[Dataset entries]
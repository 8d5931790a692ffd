// Copyright (c) 2025 Erick Bourgeois, firestoned
// SPDX-License-Identifier: MIT

use anyhow::Result;
use binder::{
    bind9::{CnameRequest, Listing, RecordRequest, UpdateOutcome},
    config::BinderConfig,
    constants::TOKIO_WORKER_THREADS,
    dns_errors::DnsError,
};
use clap::{Parser, Subcommand};
use serde::Serialize;
use serde_json::json;
use std::path::PathBuf;
use std::process::ExitCode;
use tokio::sync::watch;
use tracing::{debug, info, warn};

/// Manage records on BIND9 servers with TSIG-signed dynamic updates.
#[derive(Debug, Parser)]
#[command(name = "binder", version)]
struct Cli {
    /// YAML configuration file (servers, keys, timeouts)
    #[arg(short, long)]
    config: Option<PathBuf>,

    /// Hostname of the BIND9 server to act on
    #[arg(short, long)]
    server: String,

    #[command(subcommand)]
    command: Command,
}

#[derive(Debug, Subcommand)]
enum Command {
    /// Create or replace a record, optionally with its PTR record
    Add {
        /// Zone the record lives in
        #[arg(long)]
        zone: String,
        /// Record label within the zone (`@` for the apex)
        #[arg(long)]
        name: String,
        /// Record type (A, AAAA, CNAME, PTR, NS, MX, TXT, SRV)
        #[arg(long = "type", default_value = "A")]
        record_type: String,
        /// Record data
        #[arg(long)]
        data: String,
        /// TTL in seconds
        #[arg(long)]
        ttl: Option<u32>,
        /// TSIG key name
        #[arg(long)]
        key: Option<String>,
        /// Also create the reverse PTR record (A/AAAA only)
        #[arg(long)]
        reverse: bool,
    },
    /// Point an alias at an existing name
    AddCname {
        /// Zone the alias lives in
        #[arg(long)]
        zone: String,
        /// Alias label within the zone
        #[arg(long)]
        alias: String,
        /// Fully qualified target name
        #[arg(long)]
        target: String,
        /// TTL in seconds
        #[arg(long)]
        ttl: Option<u32>,
        /// TSIG key name
        #[arg(long)]
        key: Option<String>,
    },
    /// Delete every record at each `<label>.<zone>` identifier
    Delete {
        /// TSIG key name
        #[arg(long)]
        key: Option<String>,
        /// Record identifiers, e.g. `www.example.com`
        #[arg(required = true)]
        identifiers: Vec<String>,
    },
    /// List the records of a zone (AXFR)
    ListZone {
        /// Zone to transfer
        zone: String,
    },
    /// List the zones the server hosts (statistics channel)
    ListZones,
    /// Show the addresses the server hostname resolves to
    Addresses,
}

fn main() -> Result<ExitCode> {
    let cli = Cli::parse();

    // Build Tokio runtime with custom thread names
    let runtime = tokio::runtime::Builder::new_multi_thread()
        .worker_threads(TOKIO_WORKER_THREADS)
        .thread_name("binder")
        .enable_all()
        .build()?;

    runtime.block_on(async_main(cli))
}

fn init_tracing() {
    // Respects RUST_LOG (default info) and RUST_LOG_FORMAT=json|text.
    // Logs go to stderr so stdout carries only the JSON result.
    let env_filter = tracing_subscriber::EnvFilter::try_from_default_env()
        .unwrap_or_else(|_| tracing_subscriber::EnvFilter::new("info"));

    let log_format = std::env::var("RUST_LOG_FORMAT").unwrap_or_else(|_| "text".to_string());

    match log_format.to_lowercase().as_str() {
        "json" => {
            tracing_subscriber::fmt()
                .with_env_filter(env_filter)
                .with_writer(std::io::stderr)
                .with_file(true)
                .with_line_number(true)
                .with_thread_names(true)
                .with_target(false)
                .json()
                .init();
        }
        _ => {
            tracing_subscriber::fmt()
                .with_env_filter(env_filter)
                .with_writer(std::io::stderr)
                .with_file(true)
                .with_line_number(true)
                .with_thread_names(true)
                .with_target(false)
                .with_ansi(true)
                .compact()
                .init();
        }
    }
}

async fn async_main(cli: Cli) -> Result<ExitCode> {
    init_tracing();
    debug!("Logging initialized with file and line number tracking");

    let mut config = match &cli.config {
        Some(path) => BinderConfig::load(path).await?,
        None => BinderConfig::default(),
    };
    config.add_server(&cli.server);

    let orchestrator = config.build_orchestrator().await?;
    info!(server = %cli.server, "Binder ready");

    let success = match cli.command {
        Command::Add {
            zone,
            name,
            record_type,
            data,
            ttl,
            key,
            reverse,
        } => {
            let request = RecordRequest {
                server: cli.server.clone(),
                zone,
                name,
                record_type,
                data,
                ttl,
                key_name: key,
                create_reverse: reverse,
            };
            print_outcomes(&orchestrator.add_record(&request).await)?
        }
        Command::AddCname {
            zone,
            alias,
            target,
            ttl,
            key,
        } => {
            let request = CnameRequest {
                server: cli.server.clone(),
                zone,
                alias,
                target,
                ttl,
                key_name: key,
            };
            print_outcomes(&orchestrator.add_cname_record(&request).await)?
        }
        Command::Delete { key, identifiers } => {
            let (cancel_tx, cancel_rx) = watch::channel(false);
            let interrupt = tokio::spawn(async move {
                if tokio::signal::ctrl_c().await.is_ok() {
                    warn!("Interrupt received, cancelling remaining deletions");
                    let _ = cancel_tx.send(true);
                }
            });

            let outcomes = orchestrator
                .delete_records(&cli.server, &identifiers, key.as_deref(), cancel_rx)
                .await;
            interrupt.abort();
            print_outcomes(&outcomes)?
        }
        Command::ListZone { zone } => print_listing(&orchestrator.list_zone(&cli.server, &zone).await)?,
        Command::ListZones => print_listing(&orchestrator.list_zones(&cli.server).await)?,
        Command::Addresses => print_listing(&orchestrator.server_addresses(&cli.server).await)?,
    };

    Ok(if success {
        ExitCode::SUCCESS
    } else {
        ExitCode::FAILURE
    })
}

fn print_outcomes(outcomes: &[UpdateOutcome]) -> Result<bool> {
    println!("{}", serde_json::to_string_pretty(outcomes)?);
    Ok(outcomes.iter().all(|outcome| outcome.success))
}

fn print_listing<T: Serialize>(listing: &Listing<T>) -> Result<bool> {
    let error = listing.error.as_ref().map(|e: &DnsError| {
        json!({
            "reason": e.status_reason(),
            "message": e.to_string(),
            "transient": e.is_transient(),
        })
    });
    let document = json!({
        "items": listing.items,
        "error": error,
    });
    println!("{}", serde_json::to_string_pretty(&document)?);
    Ok(listing.error.is_none())
}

What is expected ▸ Produce the entries above once more, identical in every detail.

Completed exercise ▸
repository 8d5931790a692ffd
// Copyright (c) 2025 Erick Bourgeois, firestoned
// SPDX-License-Identifier: MIT

use anyhow::Result;
use binder::{
    bind9::{CnameRequest, Listing, RecordRequest, UpdateOutcome},
    config::BinderConfig,
    constants::TOKIO_WORKER_THREADS,
    dns_errors::DnsError,
};
use clap::{Parser, Subcommand};
use serde::Serialize;
use serde_json::json;
use std::path::PathBuf;
use std::process::ExitCode;
use tokio::sync::watch;
use tracing::{debug, info, warn};

/// Manage records on BIND9 servers with TSIG-signed dynamic updates.
#[derive(Debug, Parser)]
#[command(name = "binder", version)]
struct Cli {
    /// YAML configuration file (servers, keys, timeouts)
    #[arg(short, long)]
    config: Option<PathBuf>,

    /// Hostname of the BIND9 server to act on
    #[arg(short, long)]
    server: String,

    #[command(subcommand)]
    command: Command,
}

#[derive(Debug, Subcommand)]
enum Command {
    /// Create or replace a record, optionally with its PTR record
    Add {
        /// Zone the record lives in
        #[arg(long)]
        zone: String,
        /// Record label within the zone (`@` for the apex)
        #[arg(long)]
        name: String,
        /// Record type (A, AAAA, CNAME, PTR, NS, MX, TXT, SRV)
        #[arg(long = "type", default_value = "A")]
        record_type: String,
        /// Record data
        #[arg(long)]
        data: String,
        /// TTL in seconds
        #[arg(long)]
        ttl: Option<u32>,
        /// TSIG key name
        #[arg(long)]
        key: Option<String>,
        /// Also create the reverse PTR record (A/AAAA only)
        #[arg(long)]
        reverse: bool,
    },
    /// Point an alias at an existing name
    AddCname {
        /// Zone the alias lives in
        #[arg(long)]
        zone: String,
        /// Alias label within the zone
        #[arg(long)]
        alias: String,
        /// Fully qualified target name
        #[arg(long)]
        target: String,
        /// TTL in seconds
        #[arg(long)]
        ttl: Option<u32>,
        /// TSIG key name
        #[arg(long)]
        key: Option<String>,
    },
    /// Delete every record at each `<label>.<zone>` identifier
    Delete {
        /// TSIG key name
        #[arg(long)]
        key: Option<String>,
        /// Record identifiers, e.g. `www.example.com`
        #[arg(required = true)]
        identifiers: Vec<String>,
    },
    /// List the records of a zone (AXFR)
    ListZone {
        /// Zone to transfer
        zone: String,
    },
    /// List the zones the server hosts (statistics channel)
    ListZones,
    /// Show the addresses the server hostname resolves to
    Addresses,
}

fn main() -> Result<ExitCode> {
    let cli = Cli::parse();

    // Build Tokio runtime with custom thread names
    let runtime = tokio::runtime::Builder::new_multi_thread()
        .worker_threads(TOKIO_WORKER_THREADS)
        .thread_name("binder")
        .enable_all()
        .build()?;

    runtime.block_on(async_main(cli))
}

fn init_tracing() {
    // Respects RUST_LOG (default info) and RUST_LOG_FORMAT=json|text.
    // Logs go to stderr so stdout carries only the JSON result.
    let env_filter = tracing_subscriber::EnvFilter::try_from_default_env()
        .unwrap_or_else(|_| tracing_subscriber::EnvFilter::new("info"));

    let log_format = std::env::var("RUST_LOG_FORMAT").unwrap_or_else(|_| "text".to_string());

    match log_format.to_lowercase().as_str() {
        "json" => {
            tracing_subscriber::fmt()
                .with_env_filter(env_filter)
                .with_writer(std::io::stderr)
                .with_file(true)
                .with_line_number(true)
                .with_thread_names(true)
                .with_target(false)
                .json()
                .init();
        }
        _ => {
            tracing_subscriber::fmt()
                .with_env_filter(env_filter)
                .with_writer(std::io::stderr)
                .with_file(true)
                .with_line_number(true)
                .with_thread_names(true)
                .with_target(false)
                .with_ansi(true)
                .compact()
                .init();
        }
    }
}

async fn async_main(cli: Cli) -> Result<ExitCode> {
    init_tracing();
    debug!("Logging initialized with file and line number tracking");

    let mut config = match &cli.config {
        Some(path) => BinderConfig::load(path).await?,
        None => BinderConfig::default(),
    };
    config.add_server(&cli.server);

    let orchestrator = config.build_orchestrator().await?;
    info!(server = %cli.server, "Binder ready");

    let success = match cli.command {
        Command::Add {
            zone,
            name,
            record_type,
            data,
            ttl,
            key,
            reverse,
        } => {
            let request = RecordRequest {
                server: cli.server.clone(),
                zone,
                name,
                record_type,
                data,
                ttl,
                key_name: key,
                create_reverse: reverse,
            };
            print_outcomes(&orchestrator.add_record(&request).await)?
        }
        Command::AddCname {
            zone,
            alias,
            target,
            ttl,
            key,
        } => {
            let request = CnameRequest {
                server: cli.server.clone(),
                zone,
                alias,
                target,
                ttl,
                key_name: key,
            };
            print_outcomes(&orchestrator.add_cname_record(&request).await)?
        }
        Command::Delete { key, identifiers } => {
            let (cancel_tx, cancel_rx) = watch::channel(false);
            let interrupt = tokio::spawn(async move {
                if tokio::signal::ctrl_c().await.is_ok() {
                    warn!("Interrupt received, cancelling remaining deletions");
                    let _ = cancel_tx.send(true);
                }
            });

            let outcomes = orchestrator
                .delete_records(&cli.server, &identifiers, key.as_deref(), cancel_rx)
                .await;
            interrupt.abort();
            print_outcomes(&outcomes)?
        }
        Command::ListZone { zone } => print_listing(&orchestrator.list_zone(&cli.server, &zone).await)?,
        Command::ListZones => print_listing(&orchestrator.list_zones(&cli.server).await)?,
        Command::Addresses => print_listing(&orchestrator.server_addresses(&cli.server).await)?,
    };

    Ok(if success {
        ExitCode::SUCCESS
    } else {
        ExitCode::FAILURE
    })
}

fn print_outcomes(outcomes: &[UpdateOutcome]) -> Result<bool> {
    println!("{}", serde_json::to_string_pretty(outcomes)?);
    Ok(outcomes.iter().all(|outcome| outcome.success))
}

fn print_listing<T: Serialize>(listing: &Listing<T>) -> Result<bool> {
    let error = listing.error.as_ref().map(|e: &DnsError| {
        json!({
            "reason": e.status_reason(),
            "message": e.to_string(),
            "transient": e.is_transient(),
        })
    });
    let document = json!({
        "items": listing.items,
        "error": error,
    });
    println!("{}", serde_json::to_string_pretty(&document)?);
    Ok(listing.error.is_none())
}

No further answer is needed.